The parkDC program also provides parking availability data to motorists through public and private apps, helping drivers plan their trips and find parking faster and reducing distraction and frustration.

Better Pricing the Curb

Too often, rush hour commutes are made worse by double-parked delivery vehicles clogging the roads. Often, double-parked vehicles block bicycle lanes as well. In addition to properly pricing metered parking, cities can shift demand, reduce congestion, and make roads safer by applying pricing algorithms to loading zones. Reservations systems can provide pre-payment and navigation options for truck drivers, while camera systems and license plate recognition provide for automated enforcement and billing for overstays.

Improved Enforcement

If parking enforcement is inefficient or inadequate, or if fines for illegal parking are set too low, drivers may snub rules and risk a citation. Illegal parking exacerbates dangerous conditions and means there’s less available parking for paying customers. The unfortunate result is distracted driving and road rage. Cities can improve compliance by better managing enforcement personnel.[7]

For instance:

  • Monitoring the performance of parking enforcement officers (PEOs)
  • Examining and optimizing PEO schedules to align with the need for turnover
  • Creating new enforcement zones and optimized routes based on citation probabilities instead of past practices
  • Providing staff with state-of-the-art, integrated citation issuance software
  • Creating a credible deterrent through violations processing and collections

Improving Bike Lane Enforcement

Concerns about safety serve as the biggest disincentive for biking. We can make bicycling more attractive by making bike lanes safer. One way of doing that is to aggressively enforce driving or parking in these bicycle designated areas. In addition to using predictive enforcement algorithms to route enforcement personnel, autonomous enforcement using vehicles equipped with cameras and computer vision to recognize license plates and vehicles can deter illegal parking endangering cyclists.

Access and Equity

Vision Zero also encompasses notions of access and equity. As The Vision Zero Network states, “Vision Zero recognizes that all people have the right to move about their communities safely.
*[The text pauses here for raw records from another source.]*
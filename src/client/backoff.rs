//! Reconnect delay policy

use std::time::Duration;

/// Exponential backoff: `base_delay * 2^min(attempt - 1, cap_exponent)`,
/// giving up after `max_attempts` consecutive failures.
#[derive(Debug, Clone, Copy, PartialEq, Eq)]
pub struct BackoffPolicy {
    pub base_delay: Duration,
    pub cap_exponent: u32,
    pub max_attempts: u32,
}

impl Default for BackoffPolicy {
    fn default() -> Self {
        Self {
            base_delay: Duration::from_secs(2),
            cap_exponent: 4,
            max_attempts: 10,
        }
    }
}

impl BackoffPolicy {
    /// Delay before reconnect attempt `attempt` (1-based; 0 is treated as 1)
    pub fn delay_for(&self, attempt: u32) -> Duration {
        let exponent = attempt.saturating_sub(1).min(self.cap_exponent);
        let factor = 1u32.checked_shl(exponent).unwrap_or(u32::MAX);
        self.base_delay.saturating_mul(factor)
    }

    /// Longest delay the policy will ever produce
    pub fn max_delay(&self) -> Duration {
        self.delay_for(self.cap_exponent.saturating_add(1))
    }
}

/// Attempt counter driven by a [`BackoffPolicy`]
#[derive(Debug, Clone)]
pub struct Backoff {
    policy: BackoffPolicy,
    attempts: u32,
}

impl Backoff {
    pub fn new(policy: BackoffPolicy) -> Self {
        Self {
            policy,
            attempts: 0,
        }
    }

    /// Count one more failed attempt and return how long to wait before
    /// retrying, or `None` once the attempt budget is spent.
    pub fn next_delay(&mut self) -> Option<Duration> {
        if self.attempts >= self.policy.max_attempts {
            return None;
        }
        self.attempts += 1;
        Some(self.policy.delay_for(self.attempts))
    }

    /// Forget past failures. Only call once the hub has acknowledged
    /// registration; a bare TCP/WebSocket connect is not enough.
    pub fn reset(&mut self) {
        self.attempts = 0;
    }

    pub fn attempts(&self) -> u32 {
        self.attempts
    }

    pub fn policy(&self) -> &BackoffPolicy {
        &self.policy
    }
}
//! End-to-end hub tests over real WebSockets

mod common;

use coach_broker::client::{BackoffPolicy, CorrelatorError, EchoResponder, UiClient, WorkerClient};
use coach_broker::protocol::{ClientRole, Envelope, ErrorCode, Message};
use common::*;
use std::time::Duration;

#[tokio::test]
async fn test_health_reports_connections_and_queue() {
    let server = start_hub().await;
    let health = get_json(server.addr, "/health").await;
    assert_eq!(health["status"], "ok");
    assert!(health["version"].is_string());
    assert_eq!(health["connections"]["ui"], 0);
    assert_eq!(health["queueDepth"], 0);

    let _ui = connect_as(&server, ClientRole::Ui).await;
    let health = wait_for_health(server.addr, |h| h["connections"]["ui"] == 1).await;
    assert_eq!(health["connections"]["worker"], 0);

    server.shutdown().await.unwrap();
}

#[tokio::test]
async fn test_chat_queued_until_worker_registers() {
    let server = start_hub().await;
    let mut ui = connect_as(&server, ClientRole::Ui).await;

    send(&mut ui, Envelope::chat("coach", "hi", "r1")).await;
    wait_for_health(server.addr, |h| h["queueDepth"] == 1).await;

    let mut worker = connect_as(&server, ClientRole::Worker).await;
    let chat = recv(&mut worker).await;
    assert_eq!(chat.message, Message::Chat {
        agent_id: "coach".into(),
        content: "hi".into(),
        request_id: "r1".into(),
    });

    // UI learns the worker is online
    let status = recv_kind(&mut ui, "status").await;
    assert!(matches!(status.message, Message::Status { worker_online: Some(true), .. }));
    wait_for_health(server.addr, |h| h["queueDepth"] == 0).await;

    server.shutdown().await.unwrap();
}

#[tokio::test]
async fn test_queue_flushes_in_fifo_order() {
    let server = start_hub().await;
    let mut ui = connect_as(&server, ClientRole::Ui).await;
    for id in ["m1", "m2", "m3"] {
        send(&mut ui, Envelope::chat("coach", id, id)).await;
    }
    wait_for_health(server.addr, |h| h["queueDepth"] == 3).await;

    let mut worker = connect_as(&server, ClientRole::Worker).await;
    let mut ids = Vec::new();
    for _ in 0..3 {
        ids.push(recv_kind(&mut worker, "chat").await.request_id().unwrap().to_string());
    }
    assert_eq!(ids, vec!["m1", "m2", "m3"]);

    server.shutdown().await.unwrap();
}

#[tokio::test]
async fn test_response_stream_fans_out_to_every_ui() {
    let server = start_hub().await;
    let mut ui1 = connect_as(&server, ClientRole::Ui).await;
    let mut ui2 = connect_as(&server, ClientRole::Ui).await;
    let mut worker = connect_as(&server, ClientRole::Worker).await;
    recv_kind(&mut ui1, "status").await;
    recv_kind(&mut ui2, "status").await;

    send(&mut worker, Envelope::response_start("coach", "r1")).await;
    send(&mut worker, Envelope::response_chunk("coach", "r1", "Hello")).await;
    send(&mut worker, Envelope::response_end("coach", "r1", "Hello")).await;

    for ui in [&mut ui1, &mut ui2] {
        let kinds = vec![
            recv(ui).await.kind(),
            recv(ui).await.kind(),
            recv(ui).await.kind(),
        ];
        assert_eq!(kinds, vec!["response_start", "response_chunk", "response_end"]);
    }

    server.shutdown().await.unwrap();
}

#[tokio::test]
async fn test_invalid_role_keeps_connection_open() {
    let server = start_hub().await;
    let mut ws = connect(&server).await;
    assert_eq!(recv(&mut ws).await.kind(), "status");

    send_raw(&mut ws, r#"{"type":"register","clientType":"admin"}"#).await;
    let error = recv(&mut ws).await;
    assert!(matches!(error.message, Message::Error { code: Some(ErrorCode::InvalidRole), .. }));

    send(&mut ws, Envelope::register(ClientRole::Ui)).await;
    assert_eq!(recv(&mut ws).await.kind(), "registered");

    server.shutdown().await.unwrap();
}

#[tokio::test]
async fn test_malformed_frame_gets_error_and_ping_gets_pong() {
    let server = start_hub().await;
    let mut ui = connect_as(&server, ClientRole::Ui).await;

    send_raw(&mut ui, "{not json").await;
    let error = recv(&mut ui).await;
    assert!(matches!(error.message, Message::Error { code: Some(ErrorCode::MalformedEnvelope), .. }));

    send(&mut ui, Envelope::ping()).await;
    assert_eq!(recv(&mut ui).await.kind(), "pong");

    server.shutdown().await.unwrap();
}

#[tokio::test]
async fn test_worker_disconnect_notifies_ui() {
    let server = start_hub().await;
    let mut ui = connect_as(&server, ClientRole::Ui).await;
    let worker = connect_as(&server, ClientRole::Worker).await;
    recv_kind(&mut ui, "status").await;

    drop(worker);
    let status = recv_kind(&mut ui, "status").await;
    assert!(matches!(status.message, Message::Status { worker_online: Some(false), .. }));

    send(&mut ui, Envelope::chat("coach", "anyone?", "r9")).await;
    wait_for_health(server.addr, |h| h["queueDepth"] == 1).await;

    server.shutdown().await.unwrap();
}

#[tokio::test]
async fn test_worker_leaving_mid_stream_fails_the_request() {
    let server = start_hub().await;
    let mut worker = connect_as(&server, ClientRole::Worker).await;
    let ui = UiClient::connect(server.ws_url(), BackoffPolicy::default(), Duration::from_secs(120));
    ui.wait_registered().await.unwrap();

    let pending = ui.send_chat("coach", "hello").await.unwrap();
    let chat = recv_kind(&mut worker, "chat").await;
    let request_id = chat.request_id().unwrap().to_string();
    send(&mut worker, Envelope::response_start("coach", request_id.as_str())).await;
    send(&mut worker, Envelope::response_chunk("coach", request_id.as_str(), "Hel")).await;

    drop(worker);
    let err = tokio::time::timeout(Duration::from_secs(5), pending.wait())
        .await
        .expect("request should settle without waiting for the timeout")
        .unwrap_err();
    assert!(matches!(err, CorrelatorError::Remote { request_id: ref id, .. } if *id == request_id));
    assert_eq!(ui.correlator().pending_count().await, 0);

    ui.shutdown();
    server.shutdown().await.unwrap();
}

#[tokio::test]
async fn test_stopping_hub_closes_sockets() {
    let server = start_hub().await;
    let mut ui = connect_as(&server, ClientRole::Ui).await;
    server.shutdown().await.unwrap();

    use futures::StreamExt;
    let next = tokio::time::timeout(Duration::from_secs(5), ui.next()).await.unwrap();
    assert!(matches!(
        next,
        None | Some(Ok(tokio_tungstenite::tungstenite::Message::Close(_))) | Some(Err(_))
    ));
}

#[tokio::test]
async fn test_ui_and_worker_clients_round_trip() {
    let server = start_hub().await;
    let policy = BackoffPolicy {
        base_delay: Duration::from_millis(50),
        ..BackoffPolicy::default()
    };

    let worker = WorkerClient::connect(server.ws_url(), policy);
    let worker_handle = worker.handle();
    let worker_task = tokio::spawn(worker.run(EchoResponder { chunk_size: 4 }));

    let ui = UiClient::connect(server.ws_url(), policy, Duration::from_secs(10));
    ui.wait_registered().await.unwrap();
    let mut stream = ui.subscribe();

    let reply = ui.chat("coach", "How was my week?").await.unwrap();
    assert_eq!(reply, "How was my week?");

    // The chunks were visible to subscribers as they streamed
    let mut chunks = String::new();
    while let Ok(envelope) = stream.try_recv() {
        if let Message::ResponseChunk { content, .. } = envelope.message {
            chunks.push_str(&content);
        }
    }
    assert_eq!(chunks, "How was my week?");

    // Overlapping requests resolve independently
    let a = ui.send_chat("coach", "first").await.unwrap();
    let b = ui.send_chat("coach", "second").await.unwrap();
    assert_eq!(b.wait().await.unwrap(), "second");
    assert_eq!(a.wait().await.unwrap(), "first");

    worker_handle.shutdown();
    assert!(worker_task.await.unwrap().is_ok());
    ui.shutdown();
    server.shutdown().await.unwrap();
}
Equity is an integral part, especially to engage communities' most vulnerable and to work against over policing and inequitable enforcement.”[8] Street design must promote safe access to everyone, including pedestrians, bicyclists, transit users, and motorists. Parking, though, can serve as a valuable tool to combat accessibility issues. Cities are considering licensing underutilized metered parking spaces for alternative uses like food trucks, car-sharing, pop-up shops, temporary loading zones, valet, ride-hailing stands, and other community uses. Properly vetted and permitted, these unique uses of curbside spaces solve the accessibility quandary and improve safety in two ways:

  • Making it easy to reach a destination. Whether driving to a restaurant (valet), or grabbing a Lyft ride (dispatched from a former or part-time parking space), alternative uses for parking makes goods and services more accessible. These uses can also reduce demand and calm traffic.
  • Bringing goods and services directly to the customer. Licensing parking in creative ways could help shrink food deserts and bring healthy and fresh fare to underserved areas. Food trucks and farmers markets often use parking spaces, and expanding their reach can help create walkable and safe neighborhoods. Further, trucks are being used more frequently as pop-up shops, dog grooming, boutiques, record stores, and performance venues.

Every pedestrian and bicyclist collision is preventable. Every fatality serves as a challenge to transportation professionals to do more. While curbside management isn’t always thought of as a solution for making our roads safer, it’s an essential tool for achieving Vision Zero and congestion management in a sustainable way.